Per questi gestori di portafoglio l’obiettivo è produrre profitti di rendita grazie alle opportunità di speculazioni legate alla finanziarizzazione dell’economia mondializzata ed alle facilitazioni offerte negli investimenti borsistici in ogni parte del mondo.

La nuova classe mondializzata

La grande finanza, intesa come attività economica, fornisce i mezzi per avere un ottimo reddito ed un sostanzioso benessere ad alcune decine di migliaia di professionisti, alcuni dei quali riescono ad accumulare notevoli fortune. Questa dei professionisti, operatori della finanza, che costituisce una rete trasversale di interessi che lega persone di diverse nazionalità appartenenti tanto ai paesi occidentali quanto all’Asia, ai ricchi paesi arabi petroliferi, ai paesi emergenti dell’America Latina, ecc.. Qualunque sia la loro nazionalità gli attori dell’industria finanziaria non hanno alcuno scrupolo in merito alle utilità sociale delle loro professioni. Gli operatori finanziari formano una confraternita che si sostiene a vicenda e difende i suoi privilegi al riparo della legittimità acquisita dalla cultura economica neoliberista che si è affermata ovunque.

Lo stesso accade con i dirigenti delle grandi multinazionali (corporations) le cui remunerazioni possono raggiungere svariati milioni di dollari all’anno (esclusi bonus e premi) e che sono spesso dotati di una sorta di immuntà rispetto agli effetti negativi delle loro attività speculative. I governi e le autorità di controllo, il più delle volte lasciano correre, anzi sono spesso complici con i crack bancari in quanto hanno ottenuto finanziamenti ed agevolazioni non dovute. In pratica politici e finanzieri si coprono a vicenda dagli scandali che avvengono frequentemente. Quelli dell’Italia, con gli scandali del Monte dei Paschi di Siena, della Banca Etruria e delle Banche Venete, sono casi esemplari.

D’altra parte il volume di denaro nelle mani dei gestori di fondi è talmente elevato che non c’è politico o alto funzionario statale che non possa essere comprato ottenendone il tacito assenso alle operazioni più sporche.
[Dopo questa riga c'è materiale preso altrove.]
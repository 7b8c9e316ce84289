//! Client registry on top of the subscription trie

use std::collections::{HashMap, HashSet};
use std::hash::Hash;

use arcstr::ArcStr;
use thiserror::Error;
use tracing::{debug, trace, warn};

use crate::config::MatcherConfig;
use crate::error::RegistryResult;
use crate::topic::{
	CanonicalKey, PatternError, SubscriptionPattern, SubscriptionTrie,
	TopicPath,
};

/// Errors returned by the `try_*` registry operations
#[derive(Error, Debug, Clone, PartialEq, Eq)]
pub enum RegistryError {
	/// Client must be registered before it can hold subscriptions
	#[error("Client is not registered")]
	ClientNotRegistered,

	/// Pattern could not be parsed
	#[error("Invalid subscription pattern: {0}")]
	InvalidPattern(#[from] PatternError),
}

/// Patterns held by one client, keyed by canonical form
type ClientPatterns = HashMap<CanonicalKey, SubscriptionPattern>;

/// Tracks which patterns each client holds and routes topics to clients.
///
/// Every operation is synchronous; mutating calls take `&mut self`, so
/// sharing one registry between tasks needs an external lock or a single
/// owning task.
///
/// # Example
/// ```rust
/// use topic_submap::SubscriptionRegistry;
///
/// let mut registry = SubscriptionRegistry::new();
/// assert!(registry.register_client("kitchen-display"));
/// assert!(registry.subscribe("home/kitchen/+", &"kitchen-display"));
///
/// let subscribers = registry.get_subscribers("home/kitchen/temperature");
/// assert!(subscribers.contains("kitchen-display"));
/// assert_eq!(registry.subscription_count(), 1);
/// ```
#[derive(Debug)]
pub struct SubscriptionRegistry<C> {
	config: MatcherConfig,
	trie: SubscriptionTrie<C>,
	client_patterns: HashMap<C, ClientPatterns>,
	subscription_count: usize,
}

impl<C: Eq + Hash + Clone> Default for SubscriptionRegistry<C> {
	fn default() -> Self {
		Self::new()
	}
}

impl<C: Eq + Hash + Clone> SubscriptionRegistry<C> {
	/// Creates a registry with the default configuration
	pub fn new() -> Self {
		Self::with_config(MatcherConfig::default())
	}

	/// Creates a registry matching with `config`
	pub fn with_config(config: MatcherConfig) -> Self {
		Self {
			trie: SubscriptionTrie::new(config.multi_level_matches_parent()),
			config,
			client_patterns: HashMap::new(),
			subscription_count: 0,
		}
	}

	/// Configuration the registry was built with
	pub fn config(&self) -> &MatcherConfig {
		&self.config
	}

	/// Read-only access to the trie
	pub fn trie(&self) -> &SubscriptionTrie<C> {
		&self.trie
	}

	/// Registers `client` with no subscriptions.
	/// Returns false if it is already registered.
	pub fn register_client(&mut self, client: C) -> bool {
		if self.client_patterns.contains_key(&client) {
			return false;
		}
		self.client_patterns.insert(client, ClientPatterns::new());
		debug!(clients = self.client_patterns.len(), "Client registered");
		true
	}

	/// Removes `client` and every subscription it holds.
	/// Returns false if it was not registered.
	pub fn unregister_client(&mut self, client: &C) -> bool {
		let Some(patterns) = self.client_patterns.remove(client) else {
			return false;
		};
		for pattern in patterns.values() {
			self.detach(pattern, client);
		}
		debug!(
			removed = patterns.len(),
			clients = self.client_patterns.len(),
			subscriptions = self.subscription_count,
			"Client unregistered"
		);
		true
	}

	/// Subscribes `client` to `pattern`.
	///
	/// Returns false if the client is not registered or the pattern is
	/// rejected; subscribing to a pattern already held returns true.
	pub fn subscribe(
		&mut self,
		pattern: impl Into<ArcStr>,
		client: &C,
	) -> bool {
		self.try_subscribe(pattern, client).is_ok()
	}

	/// Subscribes `client` to `pattern`.
	///
	/// Returns `Ok(true)` if the subscription was added and `Ok(false)` if
	/// the client already held an equivalent pattern. A malformed regex
	/// segment rejects the whole pattern before the trie is touched.
	pub fn try_subscribe(
		&mut self,
		pattern: impl Into<ArcStr>,
		client: &C,
	) -> RegistryResult<bool> {
		let patterns = self
			.client_patterns
			.get_mut(client)
			.ok_or(RegistryError::ClientNotRegistered)?;
		let pattern = SubscriptionPattern::parse(pattern, &self.config)
			.inspect_err(|err| warn!(error = %err, "Subscription rejected"))?;

		if patterns.contains_key(pattern.canonical()) {
			trace!(%pattern, "Pattern already held");
			return Ok(false);
		}

		let inserted = self.trie.insert(pattern.segments(), client.clone());
		debug_assert!(inserted, "BUG: trie already held pattern {pattern}");
		self.subscription_count += 1;
		debug!(
			%pattern,
			subscriptions = self.subscription_count,
			"Subscribed"
		);
		patterns.insert(pattern.canonical().into(), pattern);
		Ok(true)
	}

	/// Unsubscribes `client` from `pattern`.
	///
	/// Returns false if the client is not registered; unsubscribing a
	/// pattern that isn't held returns true.
	pub fn unsubscribe(
		&mut self,
		pattern: impl Into<ArcStr>,
		client: &C,
	) -> bool {
		match self.try_unsubscribe(pattern, client) {
			| Ok(_) | Err(RegistryError::InvalidPattern(_)) => true,
			| Err(RegistryError::ClientNotRegistered) => false,
		}
	}

	/// Unsubscribes `client` from `pattern`.
	///
	/// Returns `Ok(true)` if a subscription was removed and `Ok(false)` if
	/// none was held.
	pub fn try_unsubscribe(
		&mut self,
		pattern: impl Into<ArcStr>,
		client: &C,
	) -> RegistryResult<bool> {
		let patterns = self
			.client_patterns
			.get_mut(client)
			.ok_or(RegistryError::ClientNotRegistered)?;
		let pattern = SubscriptionPattern::parse(pattern, &self.config)?;

		let Some(held) = patterns.remove(pattern.canonical()) else {
			trace!(%pattern, "Pattern not held");
			return Ok(false);
		};
		let removed = self.trie.remove(held.segments(), client);
		debug_assert!(removed, "BUG: trie lost pattern {held}");
		self.subscription_count -= 1;
		debug!(
			pattern = %held,
			subscriptions = self.subscription_count,
			"Unsubscribed"
		);
		Ok(true)
	}

	/// Drops every subscription `client` holds but keeps it registered.
	/// Returns false if it was not registered.
	pub fn unsubscribe_all(&mut self, client: &C) -> bool {
		let Some(patterns) = self.client_patterns.get_mut(client) else {
			return false;
		};
		let held = std::mem::take(patterns);
		for pattern in held.values() {
			self.detach(pattern, client);
		}
		debug!(
			removed = held.len(),
			subscriptions = self.subscription_count,
			"Unsubscribed from all patterns"
		);
		true
	}

	/// Every client with a pattern matching `topic`, each reported once
	pub fn get_subscribers(&self, topic: impl Into<ArcStr>) -> HashSet<C> {
		let topic = TopicPath::new(topic, self.config.separator());
		let subscribers: HashSet<C> =
			self.trie.subscribers(&topic).into_iter().cloned().collect();
		trace!(%topic, matched = subscribers.len(), "Resolved subscribers");
		subscribers
	}

	/// Returns true if any client has a pattern matching `topic`
	pub fn is_subscribed(&self, topic: impl Into<ArcStr>) -> bool {
		let topic = TopicPath::new(topic, self.config.separator());
		self.trie.has_subscribers(&topic)
	}

	/// Registered clients, in no particular order
	pub fn list_clients(&self) -> impl Iterator<Item = &C> {
		self.client_patterns.keys()
	}

	/// Patterns held by `client`, spelled as they were subscribed.
	/// Yields nothing for an unknown client.
	pub fn list_topics(&self, client: &C) -> impl Iterator<Item = &ArcStr> {
		self.client_patterns
			.get(client)
			.into_iter()
			.flat_map(|patterns| patterns.values())
			.map(SubscriptionPattern::pattern)
	}

	/// Returns true if `client` is registered
	pub fn is_registered(&self, client: &C) -> bool {
		self.client_patterns.contains_key(client)
	}

	/// Number of live (client, pattern) subscriptions
	pub fn subscription_count(&self) -> usize {
		self.subscription_count
	}

	/// Number of registered clients
	pub fn client_count(&self) -> usize {
		self.client_patterns.len()
	}

	/// Returns true if no client is registered
	pub fn is_empty(&self) -> bool {
		self.client_patterns.is_empty()
	}

	/// `(canonical pattern, subscriber count)` for each occupied trie entry
	pub fn active_patterns(&self) -> Vec<(String, usize)> {
		self.trie.active_patterns(&self.config)
	}

	/// Drops every client and subscription
	pub fn clear(&mut self) {
		self.trie =
			SubscriptionTrie::new(self.config.multi_level_matches_parent());
		self.client_patterns.clear();
		self.subscription_count = 0;
		debug!("Registry cleared");
	}

	fn detach(&mut self, pattern: &SubscriptionPattern, client: &C) {
		let removed = self.trie.remove(pattern.segments(), client);
		debug_assert!(removed, "BUG: trie lost pattern {pattern}");
		self.subscription_count -= 1;
	}
}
Gli stessi enti di controllo sono infiltrati dai fiduciari di queste entità finanziarie in modo da essere consenzienti con le operazioni più spericolate, le agenzie di rating a loro volta presentano una proprietà azionaria riconducibile ai grandi organismi finanziari ed i tutto si risolve in un incrocio di interessi e di connivenze che rendono difficile ogni forma di tutele dei risparmiatori.

Il denaro facile anestetizza le coscienze e fa perdere, a coloro che ne beneficiano, la nozione di bene pubblico, di moralità, di etica e perfino di decenza nei confronti di tutti coloro che svolgono un lavoro ingrato e spossante le cui remunerazioni rappresentano solo una infima percentuale di quelle percepite dai grandi dirigenti delle multinazionali e dai banchieri e finanzieri che dispongono del flusso finanziario.

L’aristocrazia del denaro

A somiglianza di quanto avveniva con le aristocrazie di un tempo, costruite sulla rendita fondiaria agricola ( latifondista), si assiste all’emergere del potere mondialista che si è consolidato attraverso la generalizzazione dell’economia di rendita finanziaria e nelle rendite ottenute dalle delocalizzazioni di larghi settori di produzione verso i paesi emergenti a basso costo di manodopera.
In modo analogo alla posizione di rendita derivante dalla proprietà latifondista, di cui disponevano le aristocrazie terriere nei secoli passati, l’aristocrazia del denaro si è strutturata in strati differenti e con livelli diversi di fortuna e di vantaggi materiali. Al vertice della piramide si trovano i miliardari divenuti tali nelle diverse fasi del processo di mondializzazione. Al di sotto troviamo lo strato dei manager di multinazionali e di grandi banche internazionali con i loro principali collaboratori ed advisors. Più in basso figurano i membri delle burocrazie delle istituzioni internazionali il cui livello di reddito potrebbe apparire scarso in raffronto ai primi due strati elitari.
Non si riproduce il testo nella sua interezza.